Der Hoffnungsträger ist zum Siegertyp gewachsen. Marcel Hirscher hat nach seiner Verletzung den nächsten Schritt getan.

Überraschend schnell. Zwei Siege und zwei Stockerlplätze hat der 22-Jährige in diesem Winter bereits auf der Habenseite.

Damit mischt er im Gesamt-, Riesentorlauf- und Slalom-Weltcup ganz vorne mit. In Zagreb (ab 14:45 Uhr im LIVE-Ticker) hat er die Chance, wieder die Nummer 1 der Ski-Welt zu werden.

Cool und höflich

Aber trotz des Höhenflugs ist Hirscher am Boden geblieben, vergisst auch in der Stunde größter Triumphe seine gute Kinderstuben nicht.

Der junge Wilde zeigt, dass Höflichkeit und Coolness durchaus miteinander können.

Bei LAOLA1 spricht er über die gesteigerte Popularität und ihre Schattenseiten, Hirscher-Hype in Holland und sein erstes Treffen mit Hermann Maier.

Außerdem klärt Marcel Hirscher über verschobene Prioritäten und die Bedeutung von Geld auf.

 

LAOLA1: Marcel, deine Beliebtheitswerte sind auf einem absoluten Höchststand. Kannst du daheim überhaupt noch unerkannt auf die Straße oder einkaufen gehen?

Marcel Hirscher: Grundsätzlich ist es eine super Geschichte, wenn einen die Leute kennen und ein Foto oder ein Autogramm wollen. In den seltensten Fällen gibt es Sachen, die nicht so cool sind. Dass dich Leute zu sehr in Anspruch nehmen, obwohl du Stress mit den ganzen Weihnachtsgeschenken und eh keine Zeit hast, das ist dann weniger cool.

LAOLA1: Aber besser zu viel als zu wenig Popularität, oder?

Hirscher: Natürlich taugt mir das. Aber im Sommer zum Beispiel merkt man es schon, dass Fußball das große Thema ist und Skifahren keinen interessiert. Das ist auch okay für mich, ich akzeptiere es, wie es ist. Im Sommer wird eben nicht Ski gefahren, dafür gibt es andere Sportarten im Winter nicht.

LAOLA1: Deine Mutter ist Holländerin, dort genießt Skifahren Exoten-Status. Aber werden deine Erfolge registriert?

Hirscher: Tante und Onkel berichten fleißig und sammeln die ganzen Berichte. Da kann es schon einmal vorkommen, dass ich auch in Holland eine Doppelseite habe.

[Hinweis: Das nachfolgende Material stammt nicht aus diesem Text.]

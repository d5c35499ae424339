// src/presentation/http/middleware/redirects.rs
use axum::{
    body::Body,
    http::Request,
    middleware::Next,
    response::{IntoResponse, Redirect, Response},
};
use percent_encoding::percent_decode_str;
use std::borrow::Cow;

/// Retired URLs and where they now live. Sources may be percent-encoded.
const PERMANENT_REDIRECTS: &[(&str, &str)] = &[
    (
        "/garage-storage-essentials-clutter-free",
        "/garage-storage-essentials-that-actually-keep-the-clutter-away",
    ),
    ("/home", "/"),
    ("/roborock-s8-maxv-ultra-review-worth-it", "/articles"),
    ("/cirkul-water-bottle-review", "/articles"),
    ("/college-dorm-essentials-checklist", "/articles"),
    ("/best-robot-vacuums-worth-it", "/articles"),
    ("/best-cleaning-essentials", "/articles"),
    ("/home-repair-tools", "/articles"),
    ("/weekly-deals-trusted-picks", "/articles"),
    ("/affiliate-disclosure", "/privacy-policy"),
    ("/contact", "/about"),
    (
        "/%F0%9F%8C%BF-eco-friendly-cleaning-swaps-that-actually-work",
        "/",
    ),
    (
        "/%F0%9F%A7%A0-how-to-stay-on-top-of-housework-with-adhd-or-executive-dysfunction",
        "/",
    ),
    ("/%F0%9F%A7%B0-home-repair-tools-that-make-life-easier", "/"),
    ("/%F0%9F%A7%A0-smart-home-essentials-that-actually-work", "/"),
    (
        "/%F0%9F%A7%BC-minimalist-cleaning-kits-that-actually-work-and-what-to-leave-out",
        "/",
    ),
    (
        "/%F0%9F%8C%AC%EF%B8%8F-the-best-air-purifiers-of-2025-that-actually-work",
        "/",
    ),
    (
        "/%F0%9F%A7%BC-how-to-clean-the-cleaning-machines-so-they-dont-break-down-on-you",
        "/",
    ),
    (
        "/%F0%9F%8F%A1-how-do-some-people-always-have-a-clean-house-heres-the-real-secret",
        "/",
    ),
    ("/how-to-choose-cleaning-tools-that-save-your-back", "/"),
    ("/top-5-cleaning-essentials-every-home-should-have", "/"),
];

/// Path prefixes whose whole subtree moved to the guide index.
const RETIRED_PREFIXES: [&str; 2] = ["/tag", "/category"];

fn decode(path: &str) -> Cow<'_, str> {
    percent_decode_str(path).decode_utf8_lossy()
}

fn normalize(path: &str) -> &str {
    if path.len() > 1 {
        path.trim_end_matches('/')
    } else {
        path
    }
}

fn under_prefix(path: &str, prefix: &str) -> bool {
    path.strip_prefix(prefix)
        .is_some_and(|rest| rest.is_empty() || rest.starts_with('/'))
}

/// Destination for a retired path, compared both as sent and decoded.
pub fn redirect_target(path: &str) -> Option<&'static str> {
    let raw = normalize(path);
    let decoded = decode(raw);

    for (source, target) in PERMANENT_REDIRECTS {
        if raw == *source || decoded == decode(source) {
            return Some(*target);
        }
    }

    if raw == "/feed" || raw.ends_with("/feed") {
        return Some("/articles");
    }
    if RETIRED_PREFIXES
        .iter()
        .any(|prefix| under_prefix(raw, prefix))
    {
        return Some("/articles");
    }
    None
}

pub async fn redirect_retired_paths(req: Request<Body>, next: Next) -> Response {
    if let Some(target) = redirect_target(req.uri().path()) {
        tracing::debug!(from = %req.uri().path(), to = target, "permanent redirect");
        return Redirect::permanent(target).into_response();
    }
    next.run(req).await
}
// src/application/commands/subscribers/service.rs
use std::sync::Arc;

use crate::{application::ports::time::Clock, domain::subscriber::SubscriberRepository};

pub struct SubscriberCommandService {
    pub(super) repo: Arc<dyn SubscriberRepository>,
    pub(super) clock: Arc<dyn Clock>,
    pub(super) default_source: String,
}

impl SubscriberCommandService {
    pub fn new(
        repo: Arc<dyn SubscriberRepository>,
        clock: Arc<dyn Clock>,
        default_source: impl Into<String>,
    ) -> Self {
        Self {
            repo,
            clock,
            default_source: default_source.into(),
        }
    }
}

LAOLA1: Immer und immer wieder wird der Vergleich mit Hermann Maier gezogen, den du so gar nicht magst. Aber du hast ein „Herminator“-Poster in deinem Kinderzimmer hängen gehabt. Was hat dich an ihm fasziniert?

Hirscher: Es ist schon cool, wenn der Papa den großen Star persönlich kennt und teilweise die selben Rennen wie er gefahren ist. Das ist schon cool für einen jungen Buam. Obwohl ich immer gesagt habe, dass er seine G'schichtln jemand anderem erzählen kann. Bis wir ihn beim Skifahren getroffen haben.

LAOLA1: Wie war das später, als ihr gemeinsam im Team gewesen seid?

Hirscher: Es war eigentlich immer eine Gaudi mit ihm. Schon zu seiner aktiven Zeit war er total nett und hat mir immer weitergeholfen. Wenn ich etwas wissen wollte, war der Hermann immer sehr bemüht und für mich da.

LAOLA1: Maier hat auch in Sachen Verdienst neue Maßstäbe gesetzt. Welche Bedeutung hat Geld für dich?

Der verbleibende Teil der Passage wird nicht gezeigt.